Methods: This study utilizes a unique data sharing agreement in Washington that includes all child welfare, juvenile justice, and adult correctional records. The sample includes youth in substitute care settings between 2000 and 2003. The sample is limited to youth that were at least 7 years of age in 2000 (n=8,080), so that they would be eligible (old enough) for contact with the juvenile justice system by the end of the observation period (2009). We analyze administrative and standardized risk assessment data. We use propensity score procedures, logistic regression and event history analysis to understand the relative risk of placement in congregate care facilities, the likelihood of running from placement, and rate of juvenile and adult offending.
Results: The descriptive analyses indicate that 26% of youth in placement are associated with no formal allegations of maltreatment, but rather enter placement for reasons of “child behavioral problems.” An additional 22% of youth enter placement with an allegation of maltreatment, but also enter placement with a formal history of juvenile offending and stated “child behavioral problems.” Only 52% of youth in placement are referred solely for reasons of abuse/neglect.

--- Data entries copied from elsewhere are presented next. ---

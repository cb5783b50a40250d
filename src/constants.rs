//! Centralized defaults for snek evolution parameters.
//!
//! All configurable parameters are defined here with the `SNEK_` prefix, and every field of
//! [crate::Config] defaults to one of them.

// ============================================================================
// Game Parameters
// ============================================================================

/// Width and height of the square board
pub const SNEK_BOARD_SIZE: usize = 11;

/// Number of directional eyes, each reporting wall, fruit and body distance
pub const SNEK_EYES: usize = 3;

/// Scalars reported by a single eye
pub const SNEK_EYE_SCALARS: usize = 3;

/// Distance reported by an eye who can't see the fruit or any body segment
pub const SNEK_EYE_BLIND: i32 = 100;

// ============================================================================
// Episode Parameters
// ============================================================================

/// Games played per organism per evaluation
pub const SNEK_GAMES_PER_ORGANISM: usize = 5;

/// Hard cap on moves in a single episode
pub const SNEK_EPISODE_STEPS: usize = 10_000;

/// Moves without growth before an episode is cut short
pub const SNEK_EPISODE_STAGNATION: usize = 1_000;

// ============================================================================
// Network Parameters
// ============================================================================

/// Hidden neurons in the first dense layer
pub const SNEK_NEURONS: usize = 16;

/// Recurrent memory slots carried between moves of an episode
pub const SNEK_MEMORIES: usize = 8;

/// Leading genome slots reserved for self-adaptive mutation rate and width
pub const SNEK_MUTATE_PARAMS: usize = 2;

/// Initial value of the mutation rate slot
pub const SNEK_INITIAL_MUTATE_RATE: f64 = 0.1;

/// Initial value of the mutation width slot
pub const SNEK_INITIAL_MUTATE_WIDTH: f64 = 0.1;

// ============================================================================
// Population Parameters
// ============================================================================

/// Organisms per generation
pub const SNEK_POPULATION: usize = 500;

/// Mean genome distance under which an organism joins a specie
pub const SNEK_SPECIE_THRESHOLD: f64 = 0.7;

/// Probability that the second parent is drawn from the whole population
pub const SNEK_INTERSPECIE_PROB: f64 = 0.01;

/// Organisms carried unchanged by elitist selection, when a config doesn't say
pub const SNEK_ELITE_SAVE: usize = 50;

// ============================================================================
// Mutation Parameters
// ============================================================================

/// Probability of perturbing each of the mutation slots
pub const SNEK_META_MUTATE_RATE: f64 = 0.1;

/// Width of the perturbation applied to the mutation slots
pub const SNEK_META_MUTATE_WIDTH: f64 = 0.1;

// ============================================================================
// Output Parameters
// ============================================================================

/// Stats buffered for a slow consumer before new ones are dropped
pub const SNEK_STAT_BOUND: usize = 16;

/// Default location of the champion replay
pub const SNEK_REPLAY_PATH: &str = "replay.json";
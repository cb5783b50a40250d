//! Neuroevolution of snake players. A population of flat genomes, each the weights of a small
//! tanh network, is scored by playing snake, partitioned into species by weight distance, and
//! bred by fitness proportionate selection with crossover and self adaptive mutation.

#[macro_use]
pub mod macros;

pub mod config;
pub mod constants;
pub mod crossover;
pub mod episode;
pub mod error;
pub mod eval;
pub mod evolve;
pub mod game;
pub mod network;
pub mod organism;
pub mod random;
pub mod replay;
pub mod reproduce;
pub mod specie;
pub mod stats;

pub use config::Config;
pub use crossover::Mutation;
pub use episode::Limits;
pub use error::{Error, Result};
pub use eval::Judge;
pub use evolve::{EvolutionTarget, Evolver};
pub use game::{Game, Move};
pub use network::{ChooseMove, Simple, Topology};
pub use organism::Organism;
pub use replay::Replay;
pub use reproduce::Selection;
pub use specie::Specie;
pub use stats::Stat;
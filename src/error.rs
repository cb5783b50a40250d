use thiserror::Error;

pub type Result<T> = core::result::Result<T, Error>;

#[derive(Debug, Error)]
pub enum Error {
    #[error("genome has {got} weights, topology wants {expected}")]
    GenomeLength { expected: usize, got: usize },
    #[error("genomes differ in length ({left} != {right})")]
    LengthMismatch { left: usize, right: usize },
    #[error("population is empty")]
    EmptyPopulation,
    #[error("invalid configuration: {0}")]
    Config(String),
    #[error("worker pool: {0}")]
    Pool(#[from] rayon::ThreadPoolBuildError),
    #[error("io: {0}")]
    Io(#[from] std::io::Error),
    #[error("json: {0}")]
    Json(#[from] serde_json::Error),
}
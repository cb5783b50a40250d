//! Functions related to reproducing a whole population into the next generation.

use crate::{
    constants::SNEK_ELITE_SAVE,
    crossover::{breed, Mutation},
    error::{Error, Result},
    organism::Organism,
    random::happens,
    specie::Specie,
};
use rand::{seq::IndexedRandom, Rng, RngCore};
use serde::{Deserialize, Serialize};

/// How parents are picked for the next generation
#[derive(Debug, Clone, Copy, PartialEq, Eq, Default, Serialize, Deserialize)]
#[serde(rename_all = "snake_case")]
pub enum Selection {
    /// Fitness proportionate, with fitness shared among specie members, and mostly
    /// intra-specie crossover
    #[default]
    Speciated,
    /// Keep the best `save` unchanged, and breed the rest from them uniformly
    Elitist {
        #[serde(default = "elite_save")]
        save: usize,
    },
}

fn elite_save() -> usize {
    SNEK_ELITE_SAVE
}

/// Index drawn with probability proportional to its weight. Negative and non-finite weights
/// count as zero, and if nothing is left, the draw is uniform.
pub fn weighted_index(weights: &[f64], rng: &mut impl RngCore) -> Option<usize> {
    if weights.is_empty() {
        return None;
    }

    let clean = |w: &f64| if w.is_finite() && *w > 0. { *w } else { 0. };
    let total = weights.iter().map(clean).sum::<f64>();
    if total <= 0. {
        return Some(rng.random_range(0..weights.len()));
    }

    let mut threshold = rng.random::<f64>() * total;
    for (idx, w) in weights.iter().map(clean).enumerate() {
        if w > 0. && threshold < w {
            return Some(idx);
        }
        threshold -= w;
    }

    // float error can leave us just past the end
    weights.iter().rposition(|w| clean(w) > 0.)
}

/// Shared fitness of every organism: its score divided by the size of its specie
pub fn shared_fitness(population: &[Organism], species: &[Specie]) -> Vec<f64> {
    let mut weights = vec![0.; population.len()];
    for specie in species {
        let l = specie.len() as f64;
        for &member in specie.members.iter() {
            weights[member] = population[member].score() / l;
        }
    }
    weights
}

/// Breed `size` children. The first parent is drawn by shared fitness from the whole
/// population. The second is drawn uniformly from the first's specie, or with probability
/// `interspecie` from the whole population.
pub fn reproduce_speciated(
    population: &[Organism],
    species: &[Specie],
    size: usize,
    interspecie: f64,
    mutation: &Mutation,
    rng: &mut impl RngCore,
) -> Result<Vec<Organism>> {
    if population.is_empty() {
        return Err(Error::EmptyPopulation);
    }

    let mut home = vec![0; population.len()];
    for (s_idx, specie) in species.iter().enumerate() {
        for &member in specie.members.iter() {
            home[member] = s_idx;
        }
    }

    let weights = shared_fitness(population, species);
    (0..size)
        .map(|_| {
            let l = weighted_index(&weights, rng).ok_or(Error::EmptyPopulation)?;
            let r = match species.get(home[l]) {
                Some(specie) if !happens(rng, interspecie) => {
                    *specie.members.choose(rng).ok_or(Error::EmptyPopulation)?
                }
                _ => rng.random_range(0..population.len()),
            };
            breed(&population[l].genome, &population[r].genome, mutation, rng).map(Organism::new)
        })
        .collect()
}

/// Keep the first `save` organisms of a sorted population as they are, and fill up to `size`
/// with children of two uniformly drawn elites.
pub fn reproduce_elitist(
    population: &[Organism],
    save: usize,
    size: usize,
    mutation: &Mutation,
    rng: &mut impl RngCore,
) -> Result<Vec<Organism>> {
    let elite = &population[..save.min(population.len())];
    if elite.is_empty() {
        return Err(Error::EmptyPopulation);
    }

    let mut pop = elite.iter().take(size).cloned().collect::<Vec<_>>();
    while pop.len() < size {
        let (l, r) = (
            elite.choose(rng).ok_or(Error::EmptyPopulation)?,
            elite.choose(rng).ok_or(Error::EmptyPopulation)?,
        );
        pop.push(Organism::new(breed(&l.genome, &r.genome, mutation, rng)?));
    }
    Ok(pop)
}

/// Reproduce a sorted, speciated population into a new one of `size`
pub fn population_reproduce(
    population: &[Organism],
    species: &[Specie],
    size: usize,
    selection: Selection,
    interspecie: f64,
    mutation: &Mutation,
    rng: &mut impl RngCore,
) -> Result<Vec<Organism>> {
    match selection {
        Selection::Speciated => {
            reproduce_speciated(population, species, size, interspecie, mutation, rng)
        }
        Selection::Elitist { save } => reproduce_elitist(population, save, size, mutation, rng),
    }
}
use criterion::Criterion;
use snek::{
    episode::{play, Limits},
    network::{Lookup, Simple, Topology},
    organism::Organism,
    random::WyRng,
    Judge,
};

fn bench_play(bench: &mut Criterion) {
    let mut rng = WyRng::seeded(6);
    let topology = Topology::default();
    let net = Simple::from_genome(topology, &topology.random_genome(0.1, 0.1, &mut rng)).unwrap();

    bench.bench_function("play-simple", |b| {
        b.iter(|| play(11, net.player(), Limits::default(), &mut rng, None))
    });
    bench.bench_function("play-lookup", |b| {
        b.iter(|| play(11, Lookup::default(), Limits::default(), &mut rng, None))
    });
}

fn bench_judge(bench: &mut Criterion) {
    let mut rng = WyRng::seeded(7);
    let topology = Topology::default();
    let judge = Judge::with_topology(11, topology).unwrap();
    let mut batch = (0..100)
        .map(|_| Organism::new(topology.random_genome(0.1, 0.1, &mut rng)))
        .collect::<Vec<_>>();

    bench.bench_function("judge-100", |b| {
        b.iter(|| {
            for organism in batch.iter_mut() {
                *organism = Organism::new(core::mem::take(&mut organism.genome));
            }
            judge.judge(&mut batch, &mut rng)
        })
    });
}

pub fn benches() {
    #[cfg(not(feature = "smol_bench"))]
    let mut criterion: criterion::Criterion<_> = Criterion::default()
        .sample_size(10)
        .significance_level(0.1);
    #[cfg(feature = "smol_bench")]
    let mut criterion: criterion::Criterion<_> = {
        use core::time::Duration;
        Criterion::default()
            .measurement_time(Duration::from_millis(1))
            .sample_size(10)
            .nresamples(1)
            .without_plots()
            .configure_from_args()
    };
    bench_play(&mut criterion);
    bench_judge(&mut criterion);
}

fn main() {
    benches();
    criterion::Criterion::default()
        .configure_from_args()
        .final_summary();
}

The regression models indicate that behavioral/delinquency referrals experience significantly worse outcomes as compared with abuse/neglect referrals. Specifically, behavioral/delinquency referrals are more likely to enter congregate/residential settings (15% v 4%), more likely to experience placement instability (39% v. 18%), more likely to run from placement (12% v. 4%), more likely to experience a juvenile arrest (Expβ = 4.13, p <.01), and more likely to experience an adult arrest (Expβ = 3.78, p <.01). The risk assessment analyses identify four predictors of juvenile and adult offending (1) positive peer relationships (2) drug/alcohol use, (3) school attendance, and (4) beliefs about aggression and anti-social conduct.

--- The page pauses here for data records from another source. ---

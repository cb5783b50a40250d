use core::cmp::min;
use rand::{Rng, RngCore, SeedableRng};
use rand_distr::StandardNormal;
use std::{
    fs::File,
    io::{self, Read},
};

/// wyrand, a tiny and fast generator. Every source of randomness in a run is either one of
/// these, or seeded from one of these, so a run is reproducible from a single seed.
#[derive(Debug, Clone)]
pub struct WyRng {
    state: u64,
}

impl WyRng {
    pub fn seeded(state: u64) -> Self {
        Self { state }
    }

    /// Split off an independent generator, advancing this one
    pub fn fork(&mut self) -> Self {
        Self::seeded(self.next_u64())
    }
}

impl RngCore for WyRng {
    fn next_u32(&mut self) -> u32 {
        self.next_u64() as u32
    }

    fn next_u64(&mut self) -> u64 {
        const WY_CONST_0: u64 = 0x2d35_8dcc_aa6c_78a5;
        const WY_CONST_1: u64 = 0x8bb8_4b93_962e_acc9;
        self.state = self.state.wrapping_add(WY_CONST_0);
        let t = u128::from(self.state) * u128::from(self.state ^ WY_CONST_1);
        (t as u64) ^ (t >> 64) as u64
    }

    fn fill_bytes(&mut self, dst: &mut [u8]) {
        let mut idx = 0;
        while idx < dst.len() {
            let lim = min(8, dst.len() - idx);
            dst[idx..idx + lim].copy_from_slice(&self.next_u64().to_le_bytes()[..lim]);
            idx += lim;
        }
    }
}

impl SeedableRng for WyRng {
    type Seed = [u8; 8];

    fn from_seed(seed: Self::Seed) -> Self {
        Self::seeded(u64::from_le_bytes(seed))
    }

    fn seed_from_u64(state: u64) -> Self {
        Self::seeded(state)
    }
}

pub fn seed_urandom() -> io::Result<u64> {
    let mut file = File::open("/dev/urandom")?;
    let mut buffer = [0u8; 8];
    file.read_exact(&mut buffer)?;
    Ok(u64::from_le_bytes(buffer))
}

/// A generator seeded with `seed`, or from the OS when there isn't one
pub fn default_rng(seed: Option<u64>) -> WyRng {
    match seed {
        Some(seed) => WyRng::seeded(seed),
        None => WyRng::seeded(seed_urandom().unwrap_or_else(|_| rand::rng().next_u64())),
    }
}

#[inline]
pub fn gaussian(rng: &mut impl RngCore) -> f64 {
    rng.sample(StandardNormal)
}

/// true with probability p
#[inline]
pub fn happens(rng: &mut impl RngCore, p: f64) -> bool {
    rng.random::<f64>() < p
}

#[inline]
pub fn sigmoid(x: f64) -> f64 {
    1. / (1. + (-x).exp())
}
use anyhow::Result;
use clap::Parser;
use std::path::PathBuf;

use asf_fetch::asf;
use asf_fetch::fetch::HttpFetcher;
use asf_fetch::netrc::Netrc;

/// Bulk-download Sentinel-1 SLC granules from an ASF datapool search result
#[derive(Parser, Debug)]
#[command(version, about)]
struct Cli {
    /// ASF datapool search results (geojson)
    asf_file: PathBuf,

    /// Directory to save the downloaded granules
    folder_out: PathBuf,

    /// Earthdata login username
    #[arg(short, long)]
    username: String,

    /// Earthdata login password
    #[arg(short, long)]
    password: String,

    /// Netrc file to register the credentials in (defaults to ~/.netrc)
    #[arg(long)]
    netrc: Option<PathBuf>,
}

#[tokio::main]
async fn main() -> Result<()> {
    let cli = Cli::parse();

    let netrc_path = match cli.netrc {
        Some(path) => path,
        None => Netrc::default_path()?,
    };

    let mut store = Netrc::load(&netrc_path)?;
    let fetcher = HttpFetcher::new(netrc_path)?;

    asf::download_slc(
        &mut store,
        &fetcher,
        &cli.asf_file,
        &cli.folder_out,
        &cli.username,
        &cli.password,
    )
    .await
}
//! Sequential https transfer of granules into an output folder
use crate::asf::EARTHDATA_HOST;
use crate::netrc::{Machine, Netrc};
use anyhow::{anyhow, Result};
use futures_util::StreamExt;
use reqwest::{Client, RequestBuilder, StatusCode};
use std::fs::{self, OpenOptions};
use std::io::Write;
use std::path::{Path, PathBuf};
use url::Url;

/// Transfers a batch of remote files into a destination folder.
pub trait Fetcher {
    async fn fetch_all(&self, urls: &[Url], folder_out: &Path) -> Result<()>;
}

pub struct HttpFetcher {
    client: Client,
    netrc_path: PathBuf,
}

impl HttpFetcher {
    pub fn new(netrc_path: PathBuf) -> Result<Self> {
        let client = Client::builder().build()?;
        Ok(Self { client, netrc_path })
    }
}

impl Fetcher for HttpFetcher {
    async fn fetch_all(&self, urls: &[Url], folder_out: &Path) -> Result<()> {
        if !folder_out.exists() {
            fs::create_dir_all(folder_out)?;
        }

        // The netrc is re-read here so registrations made earlier in the
        // process are picked up
        let netrc = Netrc::load(&self.netrc_path)?;
        let auth = netrc.machine(EARTHDATA_HOST);

        for url in urls {
            println!("Current file: {}", url);
            try_fetch(&self.client, url, folder_out, auth).await?;
        }
        Ok(())
    }
}

pub async fn try_fetch(
    client: &Client,
    url: &Url,
    folder_out: &Path,
    auth: Option<&Machine>,
) -> Result<()> {
    let file_name = file_name_from_url(url)?;

    // Check if the output file already exists; return early if so
    let dst = folder_out.join(&file_name);
    if dst.exists() {
        println!("Output file already exists");
        return Ok(());
    }

    // Check if partial file exists and get its size
    let partial = folder_out.join(format!("{}.partial", file_name));
    let mut partial_file = OpenOptions::new()
        .read(true)
        .create(true)
        .append(true)
        .open(&partial)?;
    let mut byte_count = partial_file.metadata()?.len();

    // Ask the server for the total transfer size. The Content-Length header
    // is read directly; Response::content_length() reports the body size,
    // which is zero for a HEAD response.
    let head = authorize(client.head(url.clone()), auth)
        .send()
        .await?
        .error_for_status()?;
    let total_size = head
        .headers()
        .get(reqwest::header::CONTENT_LENGTH)
        .and_then(|value| value.to_str().ok())
        .and_then(|value| value.parse::<u64>().ok());

    match total_size {
        Some(total_size) => {
            let progress = (byte_count as f64 / total_size as f64) * 100.;
            if progress > 0.0 {
                println!("Resuming download from {:.2}% completion", progress);
            }

            if byte_count < total_size {
                println!("Downloading...");
                let range = format!("bytes={}-{}", byte_count, total_size - 1);

                let response = authorize(client.get(url.clone()), auth)
                    .header(reqwest::header::RANGE, range)
                    .send()
                    .await?
                    .error_for_status()?;

                // A server that ignores the Range request sends the whole body
                if response.status() != StatusCode::PARTIAL_CONTENT && byte_count > 0 {
                    partial_file.set_len(0)?;
                    byte_count = 0;
                }

                let mut stream = response.bytes_stream();
                while let Some(bytes) = stream.next().await {
                    let bytes = bytes?;
                    let bytes_len = bytes.len() as u64;
                    partial_file.write_all(&bytes)?;
                    byte_count += bytes_len;
                }
            }
        }
        None => {
            // No size reported, so there is no resume baseline; restart
            println!("Downloading...");
            partial_file.set_len(0)?;

            let response = authorize(client.get(url.clone()), auth)
                .send()
                .await?
                .error_for_status()?;

            let mut stream = response.bytes_stream();
            while let Some(bytes) = stream.next().await {
                partial_file.write_all(&bytes?)?;
            }
        }
    }

    println!("Download complete");
    // Rename the file to remove .partial suffix
    fs::rename(partial, dst)?;

    Ok(())
}

fn authorize(request: RequestBuilder, auth: Option<&Machine>) -> RequestBuilder {
    match auth {
        Some(machine) => request.basic_auth(&machine.login, Some(&machine.password)),
        None => request,
    }
}

fn file_name_from_url(url: &Url) -> Result<String> {
    let file_name = url
        .path_segments()
        .and_then(|segments| segments.last())
        .filter(|name| !name.is_empty())
        .ok_or(anyhow!("No file name in url: {}", url))?;
    Ok(file_name.to_string())
}
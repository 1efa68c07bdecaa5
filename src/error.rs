use std::path::PathBuf;
use thiserror::Error;

#[derive(Error, Debug)]
pub enum MetadataError {
    #[error("Metadata file not found: {0}")]
    NotFound(PathBuf),
    #[error("Unable to read metadata file")]
    Io(#[from] std::io::Error),
    #[error("Unable to parse metadata file as geojson")]
    Parse(#[from] serde_json::Error),
    #[error("Expected a FeatureCollection, found '{0}'")]
    NotFeatureCollection(String),
    #[error("Feature {0} has no url attribute")]
    MissingUrl(usize),
    #[error("Feature {index} has an invalid url")]
    InvalidUrl {
        index: usize,
        #[source]
        source: url::ParseError,
    },
}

Conclusions and Implications: A relatively large proportion of youth in child welfare placements are referred for behavioral reasons, rather than for abuse/neglect. The findings indicate that these adolescents are not well served in the current child welfare system. As states such as Illinois, Michigan and New York seek to merge child welfare and juvenile justice systems, careful consideration must be given to the unique needs of these distinct populations. The findings from the risk assessment data can help guide the development and targeting of specific interventions for youth in substitute care settings.